Originally Posted by hisangelonly
My pain is not caused by riding. The only pain I get while riding is fatigue of my upper back muscles. For quite a few years now, my back muscles (all of them) spasm and tighten. They pull my spine out of alignment. My back has to be popped to get any relief and the relief only lasts a matter of minutes. I've seen a chiro. Then I hurt myself at work somehow (I picked up a 2 pound box and was in pain). I could barely walk. I had shooting pain around my SI. Every morning I am very stiff. Sometimes it lasts all day. I went to PT after I got hurt and he said I had hyperlordosis. But it is not true hyperlordosis because I come out of it when I bend over. He had me doing core exercises and stretching for 12 weeks. But none of that ever relieved the pain. The only thing that relieved it was popping my back. I am thinking about seeing a chiro every 2 weeks and getting adjusted and decompressed. It doesnt hurt to ride but sometimes I feel stiff afterwards. I also have a numb spot on my shoulder. But it starts burning around it when my muscles start fatiguing. So I am kind of neutral I guess. I believe riding is a great therapy, but I can't seem to find the happy medium between upper back fatigue and not doing anything. :/
It sounds as if perhaps you need a practitioner that does deep tissue massage after the manipulation to remove the muscle spasm after the adjustment.

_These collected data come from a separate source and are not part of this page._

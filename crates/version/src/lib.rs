//! Versions and version ranges.
//!
//! # Role
//!
//! This crate owns the one textual format the resolver core must parse
//! byte-for-byte: `major[.minor[.micro[.qualifier]]]` versions and interval
//! ranges written as `[`/`(` low `,` high `]`/`)`.
//!
//! # Invariants
//!
//! - Formatting a parsed [`Version`] and parsing the result yields an equal value.
//!   - Tested by: `tests::prop_version_display_roundtrip`
//! - A [`VersionRange`] interval never has its low bound above its high bound.
//!   - Enforced in: [`VersionRange::interval`], [`VersionRange::parse`].
//!   - Tested by: `tests::inverted_interval_is_rejected`

mod range;
mod version;

pub use range::VersionRange;
pub use version::Version;


/// Errors produced while parsing a [`Version`] or [`VersionRange`].
#[derive(Debug, Clone, PartialEq, Eq, thiserror::Error)]
pub enum ParseError {
	/// The input was empty or only whitespace.
	#[error("empty version string")]
	Empty,
	/// A numeric component was empty or contained non-digit characters.
	#[error("invalid component {component:?} in version {input:?}")]
	InvalidComponent { input: String, component: String },
	/// A numeric component does not fit in a `u32`.
	#[error("component {component:?} in version {input:?} is out of range")]
	ComponentOverflow { input: String, component: String },
	/// The qualifier was empty after a separator or contained a character
	/// outside `[A-Za-z0-9_-]`.
	#[error("invalid qualifier {qualifier:?} in version {input:?}")]
	InvalidQualifier { input: String, qualifier: String },
	/// The interval syntax itself was malformed.
	#[error("malformed version range {input:?}: {reason}")]
	MalformedRange { input: String, reason: &'static str },
	/// Both bounds parsed but the low bound is greater than the high bound.
	#[error("version range {input:?} has its low bound above its high bound")]
	InvertedRange { input: String },
}
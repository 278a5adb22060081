//! Committed requirement-to-provider mappings.
//!
//! # Role
//!
//! A [`Wiring`] records, for one resolved module, which provider was chosen
//! for each of its requirements. It is built whole by the resolver and
//! attached to the module in a single commit, then never edited. Unwiring a
//! module drops the value outright.

use std::fmt;
use std::sync::Arc;

use crate::capability::CapabilityRef;
use crate::module::ModuleId;

/// The provider a requirement was wired to.
#[derive(Debug, Clone, Copy, PartialEq, Eq, PartialOrd, Ord, Hash)]
pub enum ProviderRef {
	/// A package import bound to a specific exported capability.
	Capability(CapabilityRef),
	/// A module requirement bound to a whole module.
	Module(ModuleId),
}

impl ProviderRef {
	/// Returns the module that provides this wire.
	pub fn module(&self) -> ModuleId {
		match self {
			Self::Capability(c) => c.module,
			Self::Module(m) => *m,
		}
	}

	pub fn capability(&self) -> Option<CapabilityRef> {
		match self {
			Self::Capability(c) => Some(*c),
			Self::Module(_) => None,
		}
	}
}

impl fmt::Display for ProviderRef {
	fn fmt(&self, f: &mut fmt::Formatter<'_>) -> fmt::Result {
		match self {
			Self::Capability(c) => c.fmt(f),
			Self::Module(m) => m.fmt(f),
		}
	}
}

/// Per-module mapping from requirement index to provider.
///
/// Optional requirements that found no provider are stored as unwired
/// (`None`), which is not an error.
#[derive(Debug, Clone, PartialEq, Eq)]
pub struct Wiring {
	wires: Arc<[Option<ProviderRef>]>,
}

impl Wiring {
	pub(crate) fn new(wires: Vec<Option<ProviderRef>>) -> Self {
		Self {
			wires: Arc::from(wires),
		}
	}

	/// Returns the provider for the requirement at `index`, or `None` if it
	/// was left unwired (or the index is out of range).
	pub fn get(&self, index: usize) -> Option<ProviderRef> {
		self.wires.get(index).copied().flatten()
	}

	/// Iterates `(requirement index, provider)` pairs, including unwired slots.
	pub fn iter(&self) -> impl Iterator<Item = (usize, Option<ProviderRef>)> + '_ {
		self.wires.iter().copied().enumerate()
	}

	/// Iterates every present wire.
	pub fn wires(&self) -> impl Iterator<Item = ProviderRef> + '_ {
		self.wires.iter().filter_map(|w| *w)
	}

	/// Returns true if any wire points at `module`.
	pub fn depends_on(&self, module: ModuleId) -> bool {
		self.wires().any(|w| w.module() == module)
	}

	/// Number of requirement slots, wired or not.
	pub fn len(&self) -> usize {
		self.wires.len()
	}

	pub fn is_empty(&self) -> bool {
		self.wires.is_empty()
	}
}
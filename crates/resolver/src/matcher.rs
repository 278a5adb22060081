//! Stateless capability and module matching predicates.
//!
//! # Role
//!
//! Decides whether a single provider can satisfy a single requirement. It
//! knows nothing about resolution state, ranking, or the rest of the
//! registry; the resolver layers those concerns on top.
//!
//! # Package matching rules
//!
//! Applied in order, first failure wins:
//! 1. Capability name equals the requirement name (case-sensitive).
//! 2. Capability version lies in the requirement's range.
//! 3. Every mandatory key of the capability is present in the requirement
//!    with an equal value, whether or not the importer asked about it.
//! 4. Every attribute the requirement lists equals the capability's value;
//!    a key the capability lacks never matches.
//! 5. The providing module matches `module_name` / `module_version` when set.
//!
//! Attribute comparison is exact string equality.

use crate::capability::Capability;
use crate::module::Module;
use crate::requirement::{ModuleRequirement, PackageRequirement};


/// Why a capability did or did not match a package requirement.
#[derive(Debug, Clone, Copy, PartialEq, Eq)]
pub enum MatchOutcome<'a> {
	Satisfied,
	NameMismatch,
	VersionMismatch,
	/// A mandatory capability attribute was missing from, or different in,
	/// the requirement.
	MandatoryAttribute { key: &'a str },
	/// A requirement attribute was missing from, or different in, the
	/// capability.
	RequiredAttribute { key: &'a str },
	/// The providing module's name is not the one the requirement asked for.
	ProviderName,
	/// The providing module's version is outside the requested range.
	ProviderVersion,
}

impl MatchOutcome<'_> {
	pub fn is_satisfied(&self) -> bool {
		matches!(self, Self::Satisfied)
	}

	/// Returns true when only attribute rules rejected an otherwise
	/// name- and version-compatible capability.
	pub fn is_attribute_mismatch(&self) -> bool {
		matches!(
			self,
			Self::MandatoryAttribute { .. } | Self::RequiredAttribute { .. }
		)
	}
}

/// Checks `cap`, exported by `provider`, against `req` and reports the first
/// rule that failed.
pub fn check_capability<'a>(
	cap: &'a Capability,
	provider: &Module,
	req: &'a PackageRequirement,
) -> MatchOutcome<'a> {
	if cap.name() != req.name {
		return MatchOutcome::NameMismatch;
	}
	if !req.range.matches(cap.version()) {
		return MatchOutcome::VersionMismatch;
	}
	for key in cap.mandatory() {
		if req.attributes.get(key).map(String::as_str) != cap.attribute(key) {
			return MatchOutcome::MandatoryAttribute { key };
		}
	}
	for (key, value) in &req.attributes {
		if cap.attribute(key) != Some(value.as_str()) {
			return MatchOutcome::RequiredAttribute { key };
		}
	}
	if let Some(name) = &req.module_name
		&& provider.name() != name
	{
		return MatchOutcome::ProviderName;
	}
	if let Some(range) = &req.module_version
		&& !range.matches(provider.version())
	{
		return MatchOutcome::ProviderVersion;
	}
	MatchOutcome::Satisfied
}

/// Returns true if `cap`, exported by `provider`, satisfies `req`.
pub fn capability_satisfies(cap: &Capability, provider: &Module, req: &PackageRequirement) -> bool {
	check_capability(cap, provider, req).is_satisfied()
}

/// Returns true if `candidate` statically satisfies a module requirement.
///
/// Only name and version are checked here. Whether the candidate is, or can
/// become, resolved is the resolver's concern.
pub fn module_satisfies(candidate: &Module, req: &ModuleRequirement) -> bool {
	candidate.name() == req.name && req.range.matches(candidate.version())
}
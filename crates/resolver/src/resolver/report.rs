use std::collections::BTreeMap;
use std::fmt;

use crate::capability::CapabilityRef;
use crate::module::ModuleId;
use crate::requirement::Requirement;

/// Why a module was left unresolved.
#[derive(Debug, Clone, PartialEq, Eq, thiserror::Error)]
pub enum FailureReason {
	/// No candidate could be wired to a mandatory requirement.
	#[error("unsatisfied requirement {index}: {requirement}")]
	UnsatisfiedRequirement {
		index: usize,
		requirement: Requirement,
	},

	/// No candidate could be wired, and at least one name- and
	/// version-compatible capability was rejected only by attribute rules.
	#[error("unsatisfied requirement {index}: {requirement} (attributes rejected {rejected:?})")]
	AttributeMismatch {
		index: usize,
		requirement: Requirement,
		rejected: Vec<CapabilityRef>,
	},

	/// Another singleton module with the same name is already resolved.
	#[error("singleton conflict with resolved module {other}")]
	SingletonConflict { other: ModuleId },

	/// A requirement chain led back to a module still being resolved.
	/// Cycles are detected and reported, never resolved.
	#[error("cyclic dependency: {}", format_cycle(.cycle))]
	CyclicDependency { cycle: Vec<ModuleId> },

	/// Recursive resolution went deeper than the configured limit.
	#[error("dependency chain exceeds the maximum depth of {limit}")]
	DepthExceeded { limit: usize },

	/// A requested id is not in the registry.
	#[error("no module with id {0}")]
	UnknownModule(ModuleId),
}

fn format_cycle(cycle: &[ModuleId]) -> String {
	cycle
		.iter()
		.map(ToString::to_string)
		.collect::<Vec<_>>()
		.join(" -> ")
}

/// Per-module outcome of one resolve call, ordered by module id.
///
/// Contains every module the call considered: each requested (or, for a
/// full pass, each unresolved) module plus every provider it attempted to
/// resolve along the way.
#[derive(Debug, Clone, Default, PartialEq, Eq)]
pub struct ResolveReport {
	outcomes: BTreeMap<ModuleId, Result<(), FailureReason>>,
}

impl ResolveReport {
	/// Keeps the first failure seen for a module; a later success replaces it.
	pub(crate) fn record(&mut self, id: ModuleId, outcome: Result<(), FailureReason>) {
		if outcome.is_ok() {
			self.outcomes.insert(id, outcome);
		} else {
			self.outcomes.entry(id).or_insert(outcome);
		}
	}

	pub fn get(&self, id: ModuleId) -> Option<&Result<(), FailureReason>> {
		self.outcomes.get(&id)
	}

	/// Returns the failure for `id`, if it was considered and failed.
	pub fn failure(&self, id: ModuleId) -> Option<&FailureReason> {
		self.get(id)?.as_ref().err()
	}

	pub fn iter(&self) -> impl Iterator<Item = (ModuleId, &Result<(), FailureReason>)> {
		self.outcomes.iter().map(|(id, r)| (*id, r))
	}

	/// Ids that ended resolved, ascending.
	pub fn resolved(&self) -> Vec<ModuleId> {
		self.iter()
			.filter(|(_, r)| r.is_ok())
			.map(|(id, _)| id)
			.collect()
	}

	/// Failed ids with their reasons, ascending.
	pub fn failed(&self) -> Vec<(ModuleId, &FailureReason)> {
		self.iter()
			.filter_map(|(id, r)| r.as_ref().err().map(|e| (id, e)))
			.collect()
	}

	/// Returns true when no considered module failed.
	pub fn is_success(&self) -> bool {
		self.outcomes.values().all(Result::is_ok)
	}

	pub fn len(&self) -> usize {
		self.outcomes.len()
	}

	pub fn is_empty(&self) -> bool {
		self.outcomes.is_empty()
	}
}

impl fmt::Display for ResolveReport {
	fn fmt(&self, f: &mut fmt::Formatter<'_>) -> fmt::Result {
		for (id, outcome) in self.iter() {
			match outcome {
				Ok(()) => writeln!(f, "{id}: resolved")?,
				Err(reason) => writeln!(f, "{id}: failed: {reason}")?,
			}
		}
		Ok(())
	}
}
use pretty_assertions::assert_eq;

use super::*;

const SET: &str = r#"
[[module]]
name = "app"
version = "1.0"
imports = [
	{ name = "log", version = "[1.0,2.0)", attributes = { vendor = "acme" } },
	{ name = "metrics", optional = true, module_name = "telemetry", module_version = "[1.0,2.0)" },
]
requires = [{ name = "runtime", version = "2.0" }]

[[module]]
name = "logging"
version = "1.4"
singleton = true
exports = [{ name = "log", version = "1.4", attributes = { vendor = "acme" }, mandatory = ["vendor"] }]
"#;

#[test]
fn module_set_parses() {
	let set = ModuleSet::from_toml_str(SET).unwrap();
	assert_eq!(set.modules.len(), 2);

	let app = set.modules[0].parse().unwrap();
	assert_eq!(app.name, "app");
	assert_eq!(app.version, Version::new(1, 0, 0));
	assert!(!app.singleton);
	assert!(app.capabilities.is_empty());

	let names: Vec<_> = app.requirements.iter().map(Requirement::name).collect();
	assert_eq!(names, ["log", "metrics", "runtime"]);

	let log = app.requirements[0].as_package().unwrap();
	assert_eq!(log.range, VersionRange::parse("[1.0,2.0)").unwrap());
	assert_eq!(log.attributes.get("vendor").map(String::as_str), Some("acme"));
	assert!(!log.optional);

	let metrics = app.requirements[1].as_package().unwrap();
	assert!(metrics.optional);
	assert_eq!(metrics.module_name.as_deref(), Some("telemetry"));
	assert!(metrics.module_version.is_some());

	let runtime = app.requirements[2].as_module().unwrap();
	assert_eq!(runtime.range, VersionRange::at_least(Version::new(2, 0, 0)));

	let logging = set.modules[1].parse().unwrap();
	assert!(logging.singleton);
	assert!(logging.capabilities[0].mandatory().contains("vendor"));
}

#[test]
fn missing_versions_default() {
	let descriptor = ModuleDescriptor {
		name: "bare".into(),
		exports: vec![ExportDescriptor {
			name: "p".into(),
			..Default::default()
		}],
		requires: vec![RequireDescriptor {
			name: "core".into(),
			..Default::default()
		}],
		..Default::default()
	};

	let parsed = descriptor.parse().unwrap();
	assert_eq!(parsed.version, Version::EMPTY);
	assert_eq!(parsed.capabilities[0].version(), &Version::EMPTY);
	assert_eq!(parsed.requirements[0].range(), &VersionRange::default());
}

#[test]
fn malformed_version_never_reaches_registry() {
	let mut registry = Registry::new();
	let descriptor = ModuleDescriptor {
		name: "bad".into(),
		version: Some("1..2".into()),
		..Default::default()
	};

	let err = descriptor.register(&mut registry).unwrap_err();
	assert!(matches!(err, RegistryError::Parse(_)));
	assert!(registry.is_empty());
}

#[test]
fn register_assigns_ids_in_file_order() {
	let mut registry = Registry::new();
	let set = ModuleSet::from_toml_str(SET).unwrap();
	let ids: Vec<ModuleId> = set
		.modules
		.iter()
		.map(|m| m.register(&mut registry).unwrap())
		.collect();

	assert_eq!(ids, vec![ModuleId(0), ModuleId(1)]);
	assert_eq!(registry.get(ids[1]).unwrap().name(), "logging");
}

#[test]
fn unknown_fields_are_rejected() {
	let err = ModuleSet::from_toml_str(
		r#"
		[[module]]
		name = "x"
		exprots = []
		"#,
	)
	.unwrap_err();
	assert!(matches!(err, ConfigError::Parse(_)));
}

#[test]
fn load_reads_file() {
	let dir = tempfile::tempdir().unwrap();
	let path = dir.path().join("modules.toml");
	std::fs::write(&path, SET).unwrap();

	let set = ModuleSet::load(&path).unwrap();
	assert_eq!(set.modules.len(), 2);
}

This is something I have always done, although its hard work, so not many chiro,s or osteopaths do it anymore
It gets a bit pricey to use a seperate massage practitioner, so I would advise to find one who offers the whole package?
As for the hyperlordosis, this can be environmental rather than permanent, so it would straighten upon bending ( this is how we test whether a scoliosis/lordosis/kyphosis is environmental rather than genetic. Genetic would not correct upon bending)
A good programme of manipulation and deep tissue massage will straighten environmental curves in most cases.